The EMA provides guidance on good pharmacovigilance practices ("GVP") to facilitate the performance of pharmacovigilance in the European Union ("EU"). They apply to marketing authorisation holders, the EMA and competent authorities in EU Member States. The GVP are divided into modules, each providing guidance on a distinct area of pharmacovigilance. This week new revisions to Module III on Pharmacovigilance Inspections and Module VI on Management and Reporting of Adverse Reactions to Medicinal Products came into effect.

Module III – Pharmacovigilance Inspections

GVP Module III provides guidance on the planning, conduct, reporting and follow-up of pharmacovigilance inspections in the EU. It outlines the roles of the different parties involved. Competent authorities of EU Member States, in cooperation with the EMA, conduct pharmacovigilance inspections to:

  • Determine that the marketing authorisation holder has personnel, systems and facilities in place to meet their pharmacovigilance obligations;
  • Identify, record and address non-compliance which may pose a risk to public health; and
  • Use the inspection results as a basis for enforcement action.
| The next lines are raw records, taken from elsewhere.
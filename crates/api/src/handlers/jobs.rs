//! Handlers for the `/jobs` resource.
//!
//! Submission and retry both create a `pending` job and then hand its
//! descriptor to the work queue. If the queue is unreachable the job is
//! moved to `failed` before the error is returned, so nothing is lost
//! silently.

use axum::extract::{Path, Query, State};
use axum::http::StatusCode;
use axum::response::IntoResponse;
use axum::Json;
use jobwire_core::error::CoreError;
use jobwire_core::jobs::{Job, JobListQuery, JobStatus, SubmitJob};
use jobwire_core::validation::{resolve_model, validate_repo_url};

use crate::error::{AppError, AppResult};
use crate::response::DataResponse;
use crate::state::AppState;

// ---------------------------------------------------------------------------
// Helpers
// ---------------------------------------------------------------------------

async fn find_job(state: &AppState, job_id: &str) -> AppResult<Job> {
    state
        .jobs
        .get(job_id)
        .await?
        .ok_or_else(|| {
            AppError::Core(CoreError::NotFound {
                entity: "Job",
                id: job_id.to_string(),
            })
        })
}

/// Persist `job`, then enqueue it. On queue failure the stored job is
/// marked failed and [`AppError::Enqueue`] is returned.
async fn create_and_enqueue(state: &AppState, job: Job) -> AppResult<Job> {
    let job = state.jobs.create(&job).await?;

    if let Err(e) = state.queue.enqueue(&job.descriptor()).await {
        let message = format!("Failed to enqueue job: {e}");
        tracing::warn!(job_id = %job.id, error = %e, "Enqueue failed, marking job failed");

        if let Err(store_err) = state
            .jobs
            .update_status(&job.id, JobStatus::Failed, None, Some(&message))
            .await
        {
            tracing::error!(job_id = %job.id, error = %store_err, "Failed to mark job failed");
        }

        return Err(AppError::Enqueue {
            job_id: job.id,
            source: e,
        });
    }

    Ok(job)
}

// ---------------------------------------------------------------------------
// Submit
// ---------------------------------------------------------------------------

/// POST /api/v1/jobs
///
/// Validates the repository URL and model, stores a `pending` job and
/// queues it for analysis. Returns 201 with the job.
pub async fn submit_job(
    State(state): State<AppState>,
    Json(input): Json<SubmitJob>,
) -> AppResult<impl IntoResponse> {
    let repo_url = input.repo_url.trim();
    validate_repo_url(repo_url)?;
    let model = resolve_model(input.model.as_deref())?;

    let job = create_and_enqueue(&state, Job::new(repo_url, model.id)).await?;

    tracing::info!(job_id = %job.id, model = %job.selected_model, "Job submitted");
    Ok((StatusCode::CREATED, Json(DataResponse { data: job })))
}

// ---------------------------------------------------------------------------
// Read
// ---------------------------------------------------------------------------

/// GET /api/v1/jobs
///
/// Newest first. Supports `status`, `limit` and `offset` query parameters.
pub async fn list_jobs(
    State(state): State<AppState>,
    Query(params): Query<JobListQuery>,
) -> AppResult<impl IntoResponse> {
    let jobs = state.jobs.list(&params).await?;
    Ok(Json(DataResponse { data: jobs }))
}

/// GET /api/v1/jobs/{id}
pub async fn get_job(
    State(state): State<AppState>,
    Path(job_id): Path<String>,
) -> AppResult<impl IntoResponse> {
    let job = find_job(&state, &job_id).await?;
    Ok(Json(DataResponse { data: job }))
}

// ---------------------------------------------------------------------------
// Retry
// ---------------------------------------------------------------------------

/// POST /api/v1/jobs/{id}/retry
///
/// Only failed jobs can be retried. The retry is a new job with its own id
/// that points back at the original through `retry_of`.
pub async fn retry_job(
    State(state): State<AppState>,
    Path(job_id): Path<String>,
) -> AppResult<impl IntoResponse> {
    let original = find_job(&state, &job_id).await?;

    if original.status != JobStatus::Failed {
        return Err(AppError::Core(CoreError::Conflict(format!(
            "Cannot retry job in '{}' status; only failed jobs can be retried",
            original.status
        ))));
    }

    let job = create_and_enqueue(&state, Job::retry_of(&original)).await?;

    tracing::info!(job_id = %job.id, retry_of = %original.id, "Job retried");
    Ok((StatusCode::CREATED, Json(DataResponse { data: job })))
}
Pharmacovigilance inspections should be planned, coordinated, conducted, reported on, followed-up and documented in accordance with EU agreed inspection procedures. GVP Module III has now been updated to include reference to the new EU procedure on the coordination of pharmacovigilance inspections, which came into effect on 1 June 2014. The new procedure on the coordination of inspections describes different EU inspection programmes and other procedures for EU pharmacovigilance inspections.
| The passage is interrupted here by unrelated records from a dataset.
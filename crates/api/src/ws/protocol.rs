//! JSON frames exchanged with WebSocket clients.
//!
//! Inbound: `{"type": "subscribe" | "unsubscribe" | "ping", "job_id"?: ...}`.
//! Outbound: `{"type": "status" | "complete" | "error" | "subscribed" | "pong", ...}`.

use jobwire_core::events::{CompletionEvent, StatusEvent};
use jobwire_core::types::JobId;
use serde::{Deserialize, Serialize};

/// A control message sent by the client.
#[derive(Debug, Clone, PartialEq, Eq, Deserialize)]
#[serde(tag = "type", rename_all = "lowercase")]
pub enum ClientMessage {
    Subscribe { job_id: JobId },
    Unsubscribe { job_id: JobId },
    Ping,
}

impl ClientMessage {
    /// Parse a text frame. Anything that does not match the schema is an error.
    pub fn parse(text: &str) -> Result<Self, serde_json::Error> {
        serde_json::from_str(text)
    }
}

/// A frame pushed to the client.
#[derive(Debug, Clone, PartialEq, Serialize)]
#[serde(tag = "type", rename_all = "lowercase")]
pub enum ServerMessage {
    Status {
        job_id: JobId,
        data: StatusEvent,
    },
    Complete {
        job_id: JobId,
        data: CompletionEvent,
    },
    Error {
        #[serde(skip_serializing_if = "Option::is_none")]
        job_id: Option<JobId>,
        message: String,
    },
    Subscribed {
        job_id: JobId,
    },
    Pong,
}

#[cfg(test)]
mod tests {
    use super::*;
    use assert_matches::assert_matches;
    use jobwire_core::jobs::JobStatus;
    use serde_json::{json, Value};

    #[test]
    fn parses_control_messages() {
        assert_eq!(
            ClientMessage::parse(r#"{"type":"subscribe","job_id":"J1"}"#).unwrap(),
            ClientMessage::Subscribe { job_id: "J1".into() }
        );
        assert_eq!(
            ClientMessage::parse(r#"{"type":"unsubscribe","job_id":"J1"}"#).unwrap(),
            ClientMessage::Unsubscribe { job_id: "J1".into() }
        );
        assert_eq!(ClientMessage::parse(r#"{"type":"ping"}"#).unwrap(), ClientMessage::Ping);
    }

    #[test]
    fn rejects_malformed_frames() {
        assert_matches!(ClientMessage::parse("not json"), Err(_));
        assert_matches!(ClientMessage::parse(r#"{"type":"subscribe"}"#), Err(_));
        assert_matches!(ClientMessage::parse(r#"{"type":"shout","job_id":"J1"}"#), Err(_));
        assert_matches!(ClientMessage::parse(r#"{"job_id":"J1"}"#), Err(_));
        assert_matches!(ClientMessage::parse(r#"{"type":"subscribe","job_id":7}"#), Err(_));
    }

    #[test]
    fn pong_has_no_job_id() {
        let value = serde_json::to_value(ServerMessage::Pong).unwrap();
        assert_eq!(value, json!({"type": "pong"}));
    }

    #[test]
    fn status_frame_nests_event_under_data() {
        let event = StatusEvent::new("J1", JobStatus::Processing).with_progress(50.0);
        let value: Value = serde_json::to_value(ServerMessage::Status {
            job_id: "J1".into(),
            data: event,
        })
        .unwrap();

        assert_eq!(value["type"], "status");
        assert_eq!(value["job_id"], "J1");
        assert_eq!(value["data"]["status"], "processing");
        assert_eq!(value["data"]["progress"].as_f64(), Some(50.0));
    }

    #[test]
    fn error_frame_omits_missing_job_id() {
        let value = serde_json::to_value(ServerMessage::Error {
            job_id: None,
            message: "nope".into(),
        })
        .unwrap();
        assert_eq!(value, json!({"type": "error", "message": "nope"}));
    }
}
Module VI – Management and Reporting of Adverse Reactions to Medicinal Products

GVP Module VI provides guidance on the collection, data management and reporting of suspected adverse reactions associated with medicinal products for human use authorised in the EU.

GVP Module VI has been revised to provide clarification on the clock start for reporting valid case reports and on the handling of languages in case reports. The revisions include additional guidance on reporting from post-authorisation safety studies.

Additional GVP Modules

The EMA continues to develop additional modules on GVP. The remaining modules are expected to be published in late 2014/early 2015 and will cover:

  • Public participation in pharmacovigilance;
  • Continuous pharmacovigilance, on-going benefit-risk evaluation, regulatory action and planning of public communication; and
  • International cooperation.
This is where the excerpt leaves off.